Prompt
Below are the records; copy exactly the stretch from the line containing "use crate::error::AppError;" through the line containing "String, address: String", both ends included, and nothing else.

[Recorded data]
++++++++++

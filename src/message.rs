//! Line protocol definitions
//!
//! Newline-delimited text in both directions. Server lines are modelled as
//! an enum whose `Display` impl renders the exact wire literal; the only
//! structured client line is the registration reply.

use std::fmt;

use crate::error::AppError;

/// Server → Client line
#[derive(Debug, Clone, PartialEq, Eq)]
pub enum ServerMessage {
    /// Request a screen name
    SubmitName,
    /// A new member joined
    NameAccepted { name: String, address: String },
    /// Broadcast delivery
    Message { from: String, line: String },
    /// Direct delivery to a single member
    Whisper {
        from: String,
        to: String,
        line: String,
    },
    /// A member departed (`name` is empty if it never registered)
    Left { name: String },
}

impl fmt::Display for ServerMessage {
    fn fmt(&self, f: &mut fmt::Formatter<'_>) -> fmt::Result {
        match self {
            ServerMessage::SubmitName => f.write_str("SUBMITNAME"),
            ServerMessage::NameAccepted { name, address } => {
                write!(f, "NAMEACCEPTED {}({}) has entering", name, address)
            }
            ServerMessage::Message { from, line } => write!(f, "MESSAGE {}: {}", from, line),
            ServerMessage::Whisper { from, to, line } => {
                write!(f, "WHISPER from {} to {} {}", from, to, line)
            }
            // No space before "has": wire-compatible with existing clients
            ServerMessage::Left { name } => write!(f, "LEFT {}has left", name),
        }
    }
}

/// Client → Server registration reply: `<name> <address>`
#[derive(Debug, Clone, PartialEq, Eq)]
pub struct Registration {
    /// Requested screen name
    pub name: String,
    /// Self-reported address, informational only
    pub address: String,
}

impl Registration {
    /// Parse a registration line
    ///
    /// The line must split on single spaces into exactly two non-empty
    /// tokens. Anything else is a protocol violation that ends the session.
    pub fn parse(line: &str) -> Result<Self, AppError> {
        let mut parts = line.split(' ');
        match (parts.next(), parts.next(), parts.next()) {
            (Some(name), Some(address), None) if !name.is_empty() && !address.is_empty() => {
                Ok(Self {
                    name: name.to_string(),
                    address: address.to_string(),
                })
            }
            _ => Err(AppError::MalformedRegistration(line.to_string())),
        }
    }
}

++++++++++

Answer to this problem
use crate::error::AppError;

/// Server → Client line
#[derive(Debug, Clone, PartialEq, Eq)]
pub enum ServerMessage {
    /// Request a screen name
    SubmitName,
    /// A new member joined
    NameAccepted { name: String, address: String },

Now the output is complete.